We present Point-BERT, a novel paradigm for learning Transformers to generalize the concept of BERT onto 3D point cloud. Following BERT, we devise a Masked Point Modeling (MPM) task to pre-train point cloud Transformers. Specifically, we first divide a point cloud into several local patches, and a point cloud Tokenizer is devised via a discrete Variational AutoEncoder (dVAE) to generate discrete point tokens containing meaningful local information. Then, we randomly mask some patches of input point clouds and feed them into the backbone Transformer. The pre-training objective is to recover the original point tokens at the masked locations under the supervision of point tokens obtained by the Tokenizer. Extensive experiments demonstrate that the proposed BERT-style pre-training strategy significantly improves the performance of standard point cloud Transformers. Equipped with our pre-training strategy, we show that a pure Transformer architecture attains 93.8% accuracy on ModelNet40 and 83.1% accuracy on the hardest setting of ScanObjectNN, surpassing carefully designed point cloud models with much fewer hand-made designs and human priors. We also demonstrate that the representations learned by Point-BERT transfer well to new tasks and domains, where our models largely advance the state-of-the-art of few-shot point cloud classification task.
Figure 2: The pipeline of Point-BERT. We first partition the input point cloud into several point patches. A mini-PointNet is then used to obtain a sequence of point embeddings. Before pre-training, a Tokenizer is learned through dVAE-based point cloud reconstruction (as shown in the right part of the figure), where a point cloud can be converted into a sequence of discrete point tokens; During pre-training, we mask some portions of point embeddings and replace them with a mask token. The masked point embeddings are then fed into the Transformers. The model is trained to recover the original point tokens, under the supervision of point tokens obtained by the Tokenizer. We also add an auxiliary contrastive learning task to help the Transformers to capture high-level semantic knowledge.
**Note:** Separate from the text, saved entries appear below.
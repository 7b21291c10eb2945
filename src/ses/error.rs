//! SESWrapper error handling
//!
//! Every `WRP_*` entry point returns an `int` status where `0` means success.
//! [`SesError::check`] turns that convention into a `Result`.

use std::ffi::NulError;
use std::path::PathBuf;
use thiserror::Error;

/// Errors raised by the SES bindings
#[derive(Error, Debug)]
pub enum SesError {
    /// Non-zero status returned by a vendor entry point
    #[error("SES error code {code} in {function}")]
    Call { function: &'static str, code: i32 },

    /// The shared library could not be opened
    #[error("Failed to load SES library {path}: {source}")]
    Load {
        path: PathBuf,
        #[source]
        source: libloading::Error,
    },

    /// The shared library does not export a required entry point
    #[error("SES library {path} is missing symbol {symbol}: {source}")]
    MissingSymbol {
        path: PathBuf,
        symbol: &'static str,
        #[source]
        source: libloading::Error,
    },

    /// A string argument cannot be passed as a C string
    #[error("String argument contains null byte: {0}")]
    InvalidString(#[from] NulError),

    /// A string returned by the library is not valid UTF-8
    #[error("{function} returned a non UTF-8 string")]
    InvalidUtf8 { function: &'static str },

    /// The library reported a size that cannot be used as a buffer length
    #[error("{function} reported invalid size {size}")]
    InvalidSize { function: &'static str, size: i32 },

    /// Region parameters rejected before reaching the library
    #[error("Invalid region: {0}")]
    InvalidRegion(String),

    /// Request that cannot be honored in the current state
    #[error("Invalid request: {0}")]
    InvalidRequest(String),
}

impl SesError {
    /// Check a vendor status code and convert to Result
    pub fn check(function: &'static str, code: i32) -> SesResult<()> {
        if code == codes::SUCCESS {
            Ok(())
        } else {
            Err(Self::Call { function, code })
        }
    }

    /// Vendor status code, if this error came from the library
    pub fn code(&self) -> Option<i32> {
        match self {
            Self::Call { code, .. } => Some(*code),
            _ => None,
        }
    }

    /// Create an invalid region error
    pub fn invalid_region(msg: impl Into<String>) -> Self {
        Self::InvalidRegion(msg.into())
    }

    /// Create an invalid request error
    pub fn invalid_request(msg: impl Into<String>) -> Self {
        Self::InvalidRequest(msg.into())
    }
}

/// Result type alias using SesError
pub type SesResult<T> = Result<T, SesError>;

/// Status codes with a fixed meaning across wrapper versions
pub mod codes {
    pub const SUCCESS: i32 = 0;
}

#[cfg(test)]
mod tests {
    use super::*;

    #[test]
    fn test_check_success() {
        assert!(SesError::check("WRP_Initialize", codes::SUCCESS).is_ok());
    }

    #[test]
    fn test_check_error_keeps_function_and_code() {
        let err = SesError::check("WRP_StartAcquisition", 7).unwrap_err();
        assert_eq!(err.code(), Some(7));
        match err {
            SesError::Call { function, code } => {
                assert_eq!(function, "WRP_StartAcquisition");
                assert_eq!(code, 7);
            }
            other => panic!("unexpected error: {other:?}"),
        }
    }

    #[test]
    fn test_negative_codes_are_errors() {
        assert!(SesError::check("WRP_TestHW", -1).is_err());
    }

    #[test]
    fn test_error_display() {
        let err = SesError::Call {
            function: "WRP_LoadInstrument",
            code: 3,
        };
        let display = err.to_string();
        assert!(display.contains("SES error code 3"));
        assert!(display.contains("WRP_LoadInstrument"));
    }

    #[test]
    fn test_nul_error_from() {
        let nul = std::ffi::CString::new("pass\0energy").unwrap_err();
        let err: SesError = nul.into();
        assert!(err.to_string().contains("null byte"));
        assert_eq!(err.code(), None);
    }

    #[test]
    fn test_invalid_region_error() {
        let err = SesError::invalid_region("low energy above high energy");
        assert!(err.to_string().contains("Invalid region"));
        assert!(err.to_string().contains("low energy above high energy"));
    }
}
We show that Point-BERT models can outperform other carefully designed point cloud models with much fewer human priors on object classification task.
The visualization of the masked point cloud reconstruction using Point-BERT models..
Figure 3: Masked point clouds reconstruction using our Point-BERT model trained on ShapeNet. We show the reconstruction results of synthetic objects from ShapeNet test set with block masking and random masking in the first two groups respectively. Our model also generalize well to unseen real scans from ScanObjectNN (the last two groups).